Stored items
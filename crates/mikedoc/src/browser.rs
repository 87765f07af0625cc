//! Symbol model builder
//!
//! The [`Browser`] asks the reflection adapter for the modules of a package
//! and turns each one into a [`ModuleDescriptor`]: members selected and sorted,
//! classified as field, callable or class, and for classes the lineage-resolved
//! member list. Descriptors borrow from the adapter.

use crate::class::ClassDescriptor;
use crate::classify::{resolve_class_members, select_module_members};
use crate::diagnostics::{Diagnostic, DiagnosticsCollector, DocResult};
use crate::feed::{AttributeRecord, ModuleRecord, SymbolKind, TypeRecord, CONSTRUCTOR_NAME};
use crate::member::{MemberDescriptor, MemberKind};
use crate::module::ModuleDescriptor;
use crate::reflection::Reflection;
use crate::utils::text::drop_receiver;
use std::borrow::Cow;
use std::path::{Path, PathBuf};

/// Builds the documentation model of one package
pub struct Browser<'r, R: Reflection + ?Sized> {
    reflection: &'r R,
    root: PathBuf,
    pkg_dir: String,
    diagnostics: DiagnosticsCollector,
}

impl<'r, R: Reflection + ?Sized> Browser<'r, R> {
    /// Create a browser over the package `pkg_dir` of the project at `root`
    pub fn new(reflection: &'r R, root: impl Into<PathBuf>, pkg_dir: impl Into<String>) -> Self {
        Self {
            reflection,
            root: root.into(),
            pkg_dir: pkg_dir.into(),
            diagnostics: DiagnosticsCollector::new(),
        }
    }

    /// Get the project root
    pub fn root(&self) -> &Path {
        &self.root
    }

    /// Get the package directory
    pub fn pkg_dir(&self) -> &str {
        &self.pkg_dir
    }

    /// Describe every module of the package, in discovery order.
    ///
    /// Configuration and load failures abort the whole pass.
    pub fn list_modules(&mut self) -> DocResult<Vec<ModuleDescriptor<'r>>> {
        let reflection = self.reflection;
        let records = reflection.enumerate_modules(&self.root, &self.pkg_dir)?;
        tracing::debug!("browsing {} modules", records.len());

        Ok(records
            .into_iter()
            .map(|record| self.inspect_module(record))
            .collect())
    }

    /// Describe one module
    pub fn inspect_module(&mut self, record: &'r ModuleRecord) -> ModuleDescriptor<'r> {
        let members: Vec<_> = select_module_members(record)
            .into_iter()
            .map(|(name, attr)| self.create_member(record, name, attr))
            .collect();

        tracing::debug!("module `{}`: {} members", record.name, members.len());
        if members.is_empty() {
            self.diagnostics
                .add(Diagnostic::info("module exports nothing").in_module(&record.name));
        }

        ModuleDescriptor::new(record, members)
    }

    /// Describe one module attribute
    pub fn create_member(
        &mut self,
        module: &ModuleRecord,
        name: &str,
        attr: &'r AttributeRecord,
    ) -> MemberDescriptor<'r> {
        match attr.kind {
            SymbolKind::Function => MemberDescriptor::new(
                name,
                attr,
                attr.doc.as_deref(),
                attr.signature.as_deref().map(Cow::Borrowed),
                MemberKind::Callable,
            ),
            SymbolKind::Data => MemberDescriptor::new(
                name,
                attr,
                attr.doc.as_deref(),
                None,
                MemberKind::Field,
            ),
            SymbolKind::Class => {
                let record = self.class_record(module, name, attr);
                let doc = attr
                    .doc
                    .as_deref()
                    .or_else(|| record.and_then(|r| r.doc.as_deref()));
                let signature = match attr.signature.as_deref() {
                    Some(signature) => Some(Cow::Borrowed(signature)),
                    None => record
                        .and_then(|r| r.attributes.get(CONSTRUCTOR_NAME))
                        .and_then(|init| init.signature.as_deref())
                        .map(|init| Cow::Owned(drop_receiver(init))),
                };
                let class = match record {
                    Some(record) => self.describe_class(module, record),
                    None => ClassDescriptor::default(),
                };
                MemberDescriptor::new(name, attr, doc, signature, MemberKind::Class(class))
            }
        }
    }

    /// Bases and members of a class; special forms skip the lineage walk
    pub fn describe_class(
        &mut self,
        module: &ModuleRecord,
        record: &'r TypeRecord,
    ) -> ClassDescriptor<'r> {
        let bases = self.reflection.declared_bases(record);
        for base in bases.iter().filter(|b| b.record.is_none()) {
            if base.id == self.reflection.root_type() {
                continue;
            }
            tracing::debug!("`{}`: base `{}` kept by name", record.id(), base.id);
            self.diagnostics.add(
                Diagnostic::info(format!(
                    "base `{}` of `{}` is not in the symbol table",
                    base.id, record.name
                ))
                .in_module(&module.name),
            );
        }

        let members = if record.form.is_special() {
            Vec::new()
        } else {
            resolve_class_members(self.reflection, record)
        };
        tracing::debug!("class `{}`: {} members", record.id(), members.len());

        ClassDescriptor {
            record: Some(record),
            bases,
            members,
        }
    }

    fn class_record(
        &mut self,
        module: &ModuleRecord,
        name: &str,
        attr: &AttributeRecord,
    ) -> Option<&'r TypeRecord> {
        let id = match &attr.type_ref {
            Some(id) => id.clone(),
            None => format!("{}.{}", attr.owner.as_deref().unwrap_or(&module.name), name),
        };
        let record = self.reflection.lookup_type(&id);
        if record.is_none() {
            tracing::warn!("class `{}` has no record in the symbol table", id);
            self.diagnostics.add(
                Diagnostic::warning(format!("class `{}` has no record in the symbol table", id))
                    .in_module(&module.name),
            );
        }
        record
    }

    /// Get the collected diagnostics
    pub fn diagnostics(&self) -> &DiagnosticsCollector {
        &self.diagnostics
    }

    /// Take the collected diagnostics
    pub fn take_diagnostics(&mut self) -> Vec<Diagnostic> {
        self.diagnostics.take()
    }
}

#[cfg(test)]
mod tests {
    use super::*;
    use crate::feed::{Binding, ClassAttribute, SymbolTable, TypeForm};
    use crate::reflection::TableReflection;
    use crate::test::{sample_project, sample_table};
    use pretty_assertions::assert_eq;
    use tempfile::TempDir;

    fn member_names(module: &ModuleDescriptor) -> Vec<String> {
        module.members.iter().map(|m| m.name.clone()).collect()
    }

    #[test]
    fn test_list_modules() {
        let temp = TempDir::new().unwrap();
        sample_project(temp.path()).unwrap();
        let reflection = TableReflection::new(sample_table());
        let mut browser = Browser::new(&reflection, temp.path(), "src/my_project");

        let modules = browser.list_modules().unwrap();
        let names: Vec<_> = modules.iter().map(|m| m.name.as_str()).collect();
        assert_eq!(
            names,
            vec![
                "my_project.__init__",
                "my_project.package1.module1",
                "my_project.package2.module2"
            ]
        );

        let module1 = &modules[1];
        assert_eq!(
            member_names(module1),
            vec!["CODE", "MyClass1", "MyClass2", "NAME", "my_func1", "my_func2", "my_generator"]
        );
        assert_eq!(module1.fields().len(), 2);
        assert_eq!(module1.callables().len(), 3);
        assert_eq!(module1.classes().len(), 2);
    }

    #[test]
    fn test_class_member_inherits_lineage() {
        let temp = TempDir::new().unwrap();
        sample_project(temp.path()).unwrap();
        let reflection = TableReflection::new(sample_table());
        let mut browser = Browser::new(&reflection, temp.path(), "src/my_project");
        let modules = browser.list_modules().unwrap();

        let my_class2 = modules[1].member("MyClass2").unwrap();
        let class = my_class2.class().unwrap();
        assert_eq!(class.bases.len(), 1);
        assert_eq!(class.bases[0].id, "my_project.package1.module1.MyClass1");
        assert!(class.members[0].is_constructor());
        assert_eq!(my_class2.signature(), Some("(arg, name='alex', code=42)"));
        assert_eq!(my_class2.docstring.description(), Some("Docstring for the class"));

        let method = class.members.iter().find(|m| m.name == "method").unwrap();
        let lineage: Vec<_> = method.lineage.iter().map(|t| t.name.as_str()).collect();
        assert_eq!(lineage, vec!["MyClass2", "MyClass1"]);
        assert_eq!(method.docstring.description(), Some("New docstring"));

        let names: Vec<_> = class.members.iter().map(|m| m.name.as_str()).collect();
        assert_eq!(
            names,
            vec!["__init__", "class_method", "method", "new_method", "static_method"]
        );
    }

    #[test]
    fn test_special_forms_have_empty_members() {
        let temp = TempDir::new().unwrap();
        sample_project(temp.path()).unwrap();
        let reflection = TableReflection::new(sample_table());
        let mut browser = Browser::new(&reflection, temp.path(), "src/my_project");
        let modules = browser.list_modules().unwrap();

        let module2 = &modules[2];
        let my_enum = module2.member("MyEnum").unwrap().class().unwrap();
        assert!(my_enum.is_enumeration());
        assert!(my_enum.members.is_empty());
        assert_eq!(my_enum.constants().len(), 2);

        let user = module2.member("User").unwrap().class().unwrap();
        assert!(user.is_record());
        assert!(user.members.is_empty());
        let fields: Vec<_> = user.record_fields().iter().map(|f| f.name.as_str()).collect();
        assert_eq!(fields, vec!["code", "name"]);
    }

    #[test]
    fn test_imported_name_excluded() {
        let module = ModuleRecord::new("pkg.mod")
            .with_attribute("Path", AttributeRecord::class("pathlib", "pathlib.Path"))
            .with_attribute("run", AttributeRecord::function("pkg.mod", "()"));
        let reflection = TableReflection::new(SymbolTable::new());
        let mut browser = Browser::new(&reflection, "/project", "pkg");

        let descriptor = browser.inspect_module(&module);
        assert_eq!(member_names(&descriptor), vec!["run"]);
        assert!(descriptor.members[0].is_callable());
    }

    #[test]
    fn test_missing_class_record_is_diagnosed() {
        let module = ModuleRecord::new("pkg.mod")
            .with_attribute("Ghost", AttributeRecord::class("pkg.mod", "pkg.mod.Ghost"));
        let reflection = TableReflection::new(SymbolTable::new());
        let mut browser = Browser::new(&reflection, "/project", "pkg");

        let descriptor = browser.inspect_module(&module);
        let ghost = descriptor.members[0].class().unwrap();
        assert!(ghost.record.is_none());
        assert!(ghost.members.is_empty());
        assert_eq!(browser.diagnostics().warning_count(), 1);
    }

    #[test]
    fn test_unresolved_base_kept_by_name() {
        let table = SymbolTable::new().with_type(
            TypeRecord::new("pkg.mod", "Color")
                .with_bases(["enum.Enum"])
                .with_form(TypeForm::Enumeration(Vec::new()))
                .with_attribute("hex", ClassAttribute::property(true, false, false)),
        );
        let module = ModuleRecord::new("pkg.mod")
            .with_attribute("Color", AttributeRecord::class("pkg.mod", "pkg.mod.Color"));
        let reflection = TableReflection::new(table);
        let mut browser = Browser::new(&reflection, "/project", "pkg");

        let descriptor = browser.inspect_module(&module);
        let color = descriptor.members[0].class().unwrap();
        assert_eq!(color.bases[0].id, "enum.Enum");
        assert!(color.bases[0].record.is_none());
        assert!(color.members.is_empty());
        assert_eq!(browser.take_diagnostics().len(), 1);
    }

    #[test]
    fn test_class_signature_falls_back_to_constructor() {
        let table = SymbolTable::new().with_type(
            TypeRecord::new("pkg.mod", "Point")
                .with_attribute("__init__", ClassAttribute::method("(self, x, y=0)", Binding::Instance)),
        );
        let module = ModuleRecord::new("pkg.mod")
            .with_attribute("Point", AttributeRecord::class("pkg.mod", "pkg.mod.Point"))
            .with_attribute(
                "Pair",
                AttributeRecord::class("pkg.mod", "pkg.mod.Point").with_signature("(left, right)"),
            );
        let reflection = TableReflection::new(table);
        let mut browser = Browser::new(&reflection, "/project", "pkg");

        let descriptor = browser.inspect_module(&module);
        let signatures: Vec<_> = descriptor.members.iter().map(|m| m.signature()).collect();
        assert_eq!(signatures, vec![Some("(left, right)"), Some("(x, y=0)")]);
    }
}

• _YOUR OBJECTIVE_
Select every line of the records holding the string "SymbolKind".

• _EXPECTED ANSWER_
use crate::feed::{AttributeRecord, ModuleRecord, SymbolKind, TypeRecord, CONSTRUCTOR_NAME};
            SymbolKind::Function => MemberDescriptor::new(
            SymbolKind::Data => MemberDescriptor::new(
            SymbolKind::Class => {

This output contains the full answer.